##### Input records

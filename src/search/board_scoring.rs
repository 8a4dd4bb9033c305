//! Pluggable board evaluation interfaces and the baseline material scorer.
//!
//! Search remains modular by delegating static position scoring to this trait,
//! allowing alternate heuristics to be swapped without altering search code.
//! Scores are modeled as floating point values so fractional weights (the king
//! bonus) and large sentinel values coexist in one scale.
//!
//! Conventions:
//! - Positive scores favor Light; negative scores favor Dark. The minimax
//!   alternates explicit max/min levels, so scores are absolute rather than
//!   side-to-move relative.
//! - generate_winning_score / generate_losing_score return extreme sentinel
//!   values used to mark decided positions in the search.

use crate::game_state::board::Board;
use crate::game_state::checkers_types::Side;

/// Numeric representation of an evaluation score.
pub type Score = f32;

/// A very low sentinel score representing a decisive loss for Light.
pub const MIN_SCORE: Score = -1E9;
/// A very high sentinel score representing a decisive win for Light.
pub const MAX_SCORE: Score = 1E9;

/// Relative worth of a crowned piece on top of its base material value.
pub const DEFAULT_KING_WEIGHT: Score = 0.5;

/// Canonical winning score for the given side (`MAX_SCORE` for Light,
/// `MIN_SCORE` for Dark).
pub const fn generate_winning_score(side: Side) -> Score {
    match side {
        Side::Light => MAX_SCORE,
        Side::Dark => MIN_SCORE,
    }
}

/// Canonical losing score for the given side: the opposite extreme of its
/// winning score.
pub const fn generate_losing_score(side: Side) -> Score {
    generate_winning_score(side.opposite())
}

pub trait BoardScorer: Send + Sync {
    /// Score the position, positive favoring Light.
    fn score(&self, board: &Board) -> Score;
}

/// Material balance with a configurable bonus for crowned pieces.
#[derive(Debug, Clone, Copy)]
pub struct MaterialScorer {
    pub king_weight: Score,
}

impl MaterialScorer {
    #[inline]
    pub const fn new(king_weight: Score) -> Self {
        Self { king_weight }
    }
}

impl Default for MaterialScorer {
    fn default() -> Self {
        Self::new(DEFAULT_KING_WEIGHT)
    }
}

impl BoardScorer for MaterialScorer {
    fn score(&self, board: &Board) -> Score {
        let men =
            Score::from(board.remaining(Side::Light)) - Score::from(board.remaining(Side::Dark));
        let kings = Score::from(board.kings(Side::Light)) - Score::from(board.kings(Side::Dark));
        men + self.king_weight * kings
    }
}

#[cfg(test)]
mod tests {
    use super::*;
    use crate::game_state::checkers_types::Piece;

    fn crowned(row: i8, col: i8, side: Side) -> Piece {
        Piece {
            row,
            col,
            side,
            king: true,
        }
    }

    #[test]
    fn starting_position_is_balanced() {
        let board = Board::new_game();
        let scorer = MaterialScorer::default();
        assert_eq!(scorer.score(&board), 0.0);
    }

    #[test]
    fn material_difference_counts_one_point_per_man() {
        let mut board = Board::empty();
        board.place(Piece::new(0, 1, Side::Light));
        board.place(Piece::new(1, 2, Side::Light));
        board.place(Piece::new(7, 0, Side::Dark));

        let scorer = MaterialScorer::default();
        assert_eq!(scorer.score(&board), 1.0);
    }

    #[test]
    fn kings_earn_the_configured_bonus() {
        let mut board = Board::empty();
        board.place(crowned(4, 3, Side::Light));
        board.place(Piece::new(7, 0, Side::Dark));

        assert_eq!(MaterialScorer::default().score(&board), 0.5);
        assert_eq!(MaterialScorer::new(2.0).score(&board), 2.0);
    }

    #[test]
    fn winning_and_losing_scores_are_opposite_extremes() {
        assert_eq!(generate_winning_score(Side::Light), MAX_SCORE);
        assert_eq!(generate_winning_score(Side::Dark), MIN_SCORE);
        assert_eq!(generate_losing_score(Side::Light), MIN_SCORE);
        assert_eq!(generate_losing_score(Side::Dark), MAX_SCORE);
    }
}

##########

» **What you need to do**: Which lines above contain the word "crate"? Copy each one.

» **Result for this task**:
use crate::game_state::board::Board;
use crate::game_state::checkers_types::Side;
    use crate::game_state::checkers_types::Piece;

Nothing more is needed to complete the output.